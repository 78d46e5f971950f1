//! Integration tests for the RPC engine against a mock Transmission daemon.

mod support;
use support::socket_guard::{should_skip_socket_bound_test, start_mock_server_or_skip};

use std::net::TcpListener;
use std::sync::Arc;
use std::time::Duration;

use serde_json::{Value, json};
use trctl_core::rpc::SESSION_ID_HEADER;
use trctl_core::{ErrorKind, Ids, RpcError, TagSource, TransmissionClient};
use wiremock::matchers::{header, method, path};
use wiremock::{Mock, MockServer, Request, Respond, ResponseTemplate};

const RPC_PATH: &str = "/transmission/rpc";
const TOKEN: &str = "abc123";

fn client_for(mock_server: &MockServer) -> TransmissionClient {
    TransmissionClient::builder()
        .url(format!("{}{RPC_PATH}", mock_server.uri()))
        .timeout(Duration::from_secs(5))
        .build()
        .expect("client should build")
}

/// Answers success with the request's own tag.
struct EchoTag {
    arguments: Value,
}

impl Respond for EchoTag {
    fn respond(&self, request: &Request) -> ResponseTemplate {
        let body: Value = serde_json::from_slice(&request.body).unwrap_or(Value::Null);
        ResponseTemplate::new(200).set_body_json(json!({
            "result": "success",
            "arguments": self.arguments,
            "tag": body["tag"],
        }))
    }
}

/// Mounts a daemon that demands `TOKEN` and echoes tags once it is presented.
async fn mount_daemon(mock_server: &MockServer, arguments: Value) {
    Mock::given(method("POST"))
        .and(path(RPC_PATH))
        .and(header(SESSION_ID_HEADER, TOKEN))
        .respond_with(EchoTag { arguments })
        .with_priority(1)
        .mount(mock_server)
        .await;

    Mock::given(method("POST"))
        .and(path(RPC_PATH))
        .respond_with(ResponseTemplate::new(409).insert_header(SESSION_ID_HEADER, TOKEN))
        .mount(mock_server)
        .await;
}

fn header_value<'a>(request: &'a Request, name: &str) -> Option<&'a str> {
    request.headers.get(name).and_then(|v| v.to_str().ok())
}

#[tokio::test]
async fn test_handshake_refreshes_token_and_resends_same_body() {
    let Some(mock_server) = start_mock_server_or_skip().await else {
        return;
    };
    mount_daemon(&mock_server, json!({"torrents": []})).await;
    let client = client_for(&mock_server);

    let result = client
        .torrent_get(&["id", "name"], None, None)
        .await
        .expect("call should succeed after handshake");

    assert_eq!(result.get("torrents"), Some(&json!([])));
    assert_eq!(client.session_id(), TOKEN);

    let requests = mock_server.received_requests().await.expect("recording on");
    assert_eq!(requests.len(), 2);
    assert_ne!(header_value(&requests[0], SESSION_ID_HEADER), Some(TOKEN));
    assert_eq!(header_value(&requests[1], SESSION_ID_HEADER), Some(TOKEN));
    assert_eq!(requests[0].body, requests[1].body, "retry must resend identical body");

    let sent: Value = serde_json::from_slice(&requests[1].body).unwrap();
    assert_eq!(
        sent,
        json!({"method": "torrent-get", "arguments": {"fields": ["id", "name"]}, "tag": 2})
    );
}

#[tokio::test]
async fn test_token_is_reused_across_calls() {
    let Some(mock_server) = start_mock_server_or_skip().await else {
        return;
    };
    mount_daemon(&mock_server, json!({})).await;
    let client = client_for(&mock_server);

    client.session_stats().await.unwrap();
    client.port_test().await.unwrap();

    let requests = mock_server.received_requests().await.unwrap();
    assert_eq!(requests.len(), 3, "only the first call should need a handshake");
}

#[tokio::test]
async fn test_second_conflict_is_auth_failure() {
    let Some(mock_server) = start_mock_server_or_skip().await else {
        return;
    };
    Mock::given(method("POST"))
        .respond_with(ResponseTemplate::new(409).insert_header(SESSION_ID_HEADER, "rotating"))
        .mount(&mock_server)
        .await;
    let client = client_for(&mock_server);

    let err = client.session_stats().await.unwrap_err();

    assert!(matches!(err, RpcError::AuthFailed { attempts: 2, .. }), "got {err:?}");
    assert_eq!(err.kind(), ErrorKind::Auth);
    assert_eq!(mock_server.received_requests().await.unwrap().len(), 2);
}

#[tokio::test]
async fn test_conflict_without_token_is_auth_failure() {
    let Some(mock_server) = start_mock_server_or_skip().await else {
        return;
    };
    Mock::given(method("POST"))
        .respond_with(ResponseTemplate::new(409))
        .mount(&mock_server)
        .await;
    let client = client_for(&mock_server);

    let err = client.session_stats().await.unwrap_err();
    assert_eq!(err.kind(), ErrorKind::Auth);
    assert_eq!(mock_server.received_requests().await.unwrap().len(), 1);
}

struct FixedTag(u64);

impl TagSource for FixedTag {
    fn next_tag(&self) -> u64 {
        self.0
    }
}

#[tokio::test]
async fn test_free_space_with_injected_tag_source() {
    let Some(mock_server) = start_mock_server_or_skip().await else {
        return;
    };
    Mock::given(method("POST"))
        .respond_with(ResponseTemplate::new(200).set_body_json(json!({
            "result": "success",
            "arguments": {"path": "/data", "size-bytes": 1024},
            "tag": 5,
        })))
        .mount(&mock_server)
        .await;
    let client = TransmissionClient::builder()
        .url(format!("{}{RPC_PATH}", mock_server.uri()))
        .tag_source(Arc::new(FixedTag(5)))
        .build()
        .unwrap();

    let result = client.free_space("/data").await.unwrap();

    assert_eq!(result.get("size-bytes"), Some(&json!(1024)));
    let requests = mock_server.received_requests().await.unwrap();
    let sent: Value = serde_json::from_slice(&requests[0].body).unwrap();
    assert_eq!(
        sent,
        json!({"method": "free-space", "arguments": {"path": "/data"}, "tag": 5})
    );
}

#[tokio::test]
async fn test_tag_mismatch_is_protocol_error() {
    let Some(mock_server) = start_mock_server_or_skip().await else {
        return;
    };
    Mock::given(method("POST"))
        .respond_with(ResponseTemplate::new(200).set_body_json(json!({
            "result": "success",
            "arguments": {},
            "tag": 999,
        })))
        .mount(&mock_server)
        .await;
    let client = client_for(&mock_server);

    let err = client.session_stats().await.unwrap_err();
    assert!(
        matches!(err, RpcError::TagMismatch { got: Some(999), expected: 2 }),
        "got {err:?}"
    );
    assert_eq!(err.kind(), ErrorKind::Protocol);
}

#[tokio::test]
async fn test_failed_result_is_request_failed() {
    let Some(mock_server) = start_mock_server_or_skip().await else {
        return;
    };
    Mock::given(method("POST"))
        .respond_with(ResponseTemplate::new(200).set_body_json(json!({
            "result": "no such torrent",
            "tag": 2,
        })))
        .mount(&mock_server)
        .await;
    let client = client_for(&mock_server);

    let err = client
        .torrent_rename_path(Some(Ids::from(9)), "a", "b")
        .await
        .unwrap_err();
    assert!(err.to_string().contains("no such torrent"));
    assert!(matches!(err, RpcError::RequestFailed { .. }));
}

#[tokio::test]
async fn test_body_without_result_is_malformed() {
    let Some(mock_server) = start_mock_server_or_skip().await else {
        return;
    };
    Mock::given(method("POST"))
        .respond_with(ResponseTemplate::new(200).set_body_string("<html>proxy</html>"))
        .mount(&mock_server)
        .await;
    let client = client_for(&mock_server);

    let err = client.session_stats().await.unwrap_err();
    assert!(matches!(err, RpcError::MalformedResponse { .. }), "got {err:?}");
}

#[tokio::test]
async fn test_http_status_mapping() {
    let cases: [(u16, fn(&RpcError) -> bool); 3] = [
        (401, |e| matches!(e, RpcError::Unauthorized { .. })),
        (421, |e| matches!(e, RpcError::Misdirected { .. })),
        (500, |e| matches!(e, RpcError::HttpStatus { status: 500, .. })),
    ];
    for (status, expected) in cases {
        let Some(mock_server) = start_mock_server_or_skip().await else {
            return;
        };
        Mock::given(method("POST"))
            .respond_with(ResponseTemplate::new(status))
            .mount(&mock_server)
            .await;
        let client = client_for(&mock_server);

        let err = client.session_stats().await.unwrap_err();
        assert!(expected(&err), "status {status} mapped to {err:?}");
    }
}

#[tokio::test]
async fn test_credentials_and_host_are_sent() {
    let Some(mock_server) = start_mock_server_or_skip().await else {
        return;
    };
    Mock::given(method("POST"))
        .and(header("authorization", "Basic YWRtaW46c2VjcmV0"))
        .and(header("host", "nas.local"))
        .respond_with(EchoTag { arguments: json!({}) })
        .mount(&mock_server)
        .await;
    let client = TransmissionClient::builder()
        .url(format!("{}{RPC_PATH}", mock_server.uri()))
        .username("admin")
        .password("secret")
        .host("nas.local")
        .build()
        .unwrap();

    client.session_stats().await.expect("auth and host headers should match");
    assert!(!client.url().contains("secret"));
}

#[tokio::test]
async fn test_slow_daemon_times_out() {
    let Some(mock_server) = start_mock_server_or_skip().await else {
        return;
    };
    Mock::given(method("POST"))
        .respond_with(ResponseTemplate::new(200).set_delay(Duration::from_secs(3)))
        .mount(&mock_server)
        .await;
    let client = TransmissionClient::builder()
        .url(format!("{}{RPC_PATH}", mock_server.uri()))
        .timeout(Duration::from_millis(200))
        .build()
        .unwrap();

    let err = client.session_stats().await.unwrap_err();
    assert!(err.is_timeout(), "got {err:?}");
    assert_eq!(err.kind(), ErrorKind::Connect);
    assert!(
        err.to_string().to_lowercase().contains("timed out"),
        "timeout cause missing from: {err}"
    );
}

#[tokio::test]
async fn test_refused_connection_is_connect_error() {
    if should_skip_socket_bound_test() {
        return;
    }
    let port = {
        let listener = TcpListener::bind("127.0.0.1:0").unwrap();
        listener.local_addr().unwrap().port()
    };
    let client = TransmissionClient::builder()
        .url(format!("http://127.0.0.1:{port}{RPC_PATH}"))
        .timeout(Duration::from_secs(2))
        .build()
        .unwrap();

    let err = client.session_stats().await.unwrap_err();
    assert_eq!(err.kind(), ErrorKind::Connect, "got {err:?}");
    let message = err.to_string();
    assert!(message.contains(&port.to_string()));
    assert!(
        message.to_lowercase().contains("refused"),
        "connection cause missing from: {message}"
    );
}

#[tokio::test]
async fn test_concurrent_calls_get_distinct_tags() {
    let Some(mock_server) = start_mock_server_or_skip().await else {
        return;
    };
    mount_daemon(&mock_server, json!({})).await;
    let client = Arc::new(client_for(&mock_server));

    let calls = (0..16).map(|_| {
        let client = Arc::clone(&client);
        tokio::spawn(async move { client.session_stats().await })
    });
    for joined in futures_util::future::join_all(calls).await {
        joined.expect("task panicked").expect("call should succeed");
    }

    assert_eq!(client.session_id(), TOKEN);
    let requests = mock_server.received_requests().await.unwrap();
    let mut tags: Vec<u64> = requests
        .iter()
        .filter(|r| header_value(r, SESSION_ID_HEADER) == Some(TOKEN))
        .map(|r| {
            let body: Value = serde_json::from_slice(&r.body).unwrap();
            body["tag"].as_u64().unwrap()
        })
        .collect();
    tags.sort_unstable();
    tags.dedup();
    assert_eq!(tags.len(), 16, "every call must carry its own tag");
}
---
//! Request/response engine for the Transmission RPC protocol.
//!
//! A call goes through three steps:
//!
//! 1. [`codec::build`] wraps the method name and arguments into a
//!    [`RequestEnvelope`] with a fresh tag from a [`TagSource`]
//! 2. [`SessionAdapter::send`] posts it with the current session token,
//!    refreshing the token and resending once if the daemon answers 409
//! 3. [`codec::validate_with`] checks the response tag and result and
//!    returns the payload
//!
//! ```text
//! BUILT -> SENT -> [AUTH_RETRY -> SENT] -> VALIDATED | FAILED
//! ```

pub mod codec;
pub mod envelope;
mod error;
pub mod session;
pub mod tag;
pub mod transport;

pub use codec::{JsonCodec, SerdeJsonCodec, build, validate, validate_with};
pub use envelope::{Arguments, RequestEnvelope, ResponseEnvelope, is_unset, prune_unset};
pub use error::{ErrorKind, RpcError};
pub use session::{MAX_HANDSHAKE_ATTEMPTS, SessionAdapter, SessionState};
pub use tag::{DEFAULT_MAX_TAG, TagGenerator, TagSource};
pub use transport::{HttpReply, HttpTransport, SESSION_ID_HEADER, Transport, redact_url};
...
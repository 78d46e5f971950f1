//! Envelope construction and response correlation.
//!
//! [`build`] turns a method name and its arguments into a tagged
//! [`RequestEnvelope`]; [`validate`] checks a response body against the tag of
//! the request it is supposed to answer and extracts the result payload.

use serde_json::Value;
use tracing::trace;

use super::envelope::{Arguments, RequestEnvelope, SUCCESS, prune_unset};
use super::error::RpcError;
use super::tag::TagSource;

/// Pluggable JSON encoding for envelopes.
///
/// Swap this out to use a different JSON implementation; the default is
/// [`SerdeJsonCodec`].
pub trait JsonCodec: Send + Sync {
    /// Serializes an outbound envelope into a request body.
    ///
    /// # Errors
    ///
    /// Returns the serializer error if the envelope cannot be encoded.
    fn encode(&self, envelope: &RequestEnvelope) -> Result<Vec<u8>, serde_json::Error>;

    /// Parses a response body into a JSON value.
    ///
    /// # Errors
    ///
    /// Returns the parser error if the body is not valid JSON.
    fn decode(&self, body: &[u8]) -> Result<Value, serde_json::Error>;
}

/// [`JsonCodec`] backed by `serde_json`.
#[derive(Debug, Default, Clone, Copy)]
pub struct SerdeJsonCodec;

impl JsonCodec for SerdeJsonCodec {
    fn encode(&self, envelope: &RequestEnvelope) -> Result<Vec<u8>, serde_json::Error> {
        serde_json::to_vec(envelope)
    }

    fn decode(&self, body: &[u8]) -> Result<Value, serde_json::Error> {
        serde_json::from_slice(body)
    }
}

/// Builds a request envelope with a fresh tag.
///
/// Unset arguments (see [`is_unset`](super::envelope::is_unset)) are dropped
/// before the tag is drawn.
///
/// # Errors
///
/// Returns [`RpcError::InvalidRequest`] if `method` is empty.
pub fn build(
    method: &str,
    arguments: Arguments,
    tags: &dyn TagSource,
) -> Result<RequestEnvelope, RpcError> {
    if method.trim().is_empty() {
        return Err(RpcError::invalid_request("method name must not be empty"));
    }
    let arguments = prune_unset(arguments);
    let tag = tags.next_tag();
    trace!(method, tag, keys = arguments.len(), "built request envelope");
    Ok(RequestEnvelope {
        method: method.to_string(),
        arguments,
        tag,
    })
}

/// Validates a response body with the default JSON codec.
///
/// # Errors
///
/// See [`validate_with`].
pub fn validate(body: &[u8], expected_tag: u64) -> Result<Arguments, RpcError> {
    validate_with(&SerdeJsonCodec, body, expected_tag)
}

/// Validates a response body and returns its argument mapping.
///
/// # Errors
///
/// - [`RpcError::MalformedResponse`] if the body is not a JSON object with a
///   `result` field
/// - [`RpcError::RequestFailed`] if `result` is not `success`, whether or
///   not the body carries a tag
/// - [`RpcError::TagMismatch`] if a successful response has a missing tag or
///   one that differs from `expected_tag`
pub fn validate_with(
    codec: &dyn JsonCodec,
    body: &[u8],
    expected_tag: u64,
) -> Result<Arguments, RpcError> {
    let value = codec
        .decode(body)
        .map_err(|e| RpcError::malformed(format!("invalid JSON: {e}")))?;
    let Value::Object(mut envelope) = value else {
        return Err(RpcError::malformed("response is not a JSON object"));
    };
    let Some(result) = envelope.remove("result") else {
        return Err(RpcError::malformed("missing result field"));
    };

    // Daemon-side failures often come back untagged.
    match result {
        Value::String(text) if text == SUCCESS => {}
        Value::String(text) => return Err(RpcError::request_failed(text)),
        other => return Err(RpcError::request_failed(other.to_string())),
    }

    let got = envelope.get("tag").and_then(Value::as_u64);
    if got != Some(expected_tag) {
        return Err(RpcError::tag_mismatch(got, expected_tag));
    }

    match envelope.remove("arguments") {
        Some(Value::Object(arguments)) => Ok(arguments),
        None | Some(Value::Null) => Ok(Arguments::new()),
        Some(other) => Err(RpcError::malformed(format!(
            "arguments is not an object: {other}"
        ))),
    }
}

= Task prompt =
Copy all lines from the entries that contain the word "None".

= Solution for this exercise =
        .torrent_get(&["id", "name"], None, None)
        None | Some(Value::Null) => Ok(Arguments::new()),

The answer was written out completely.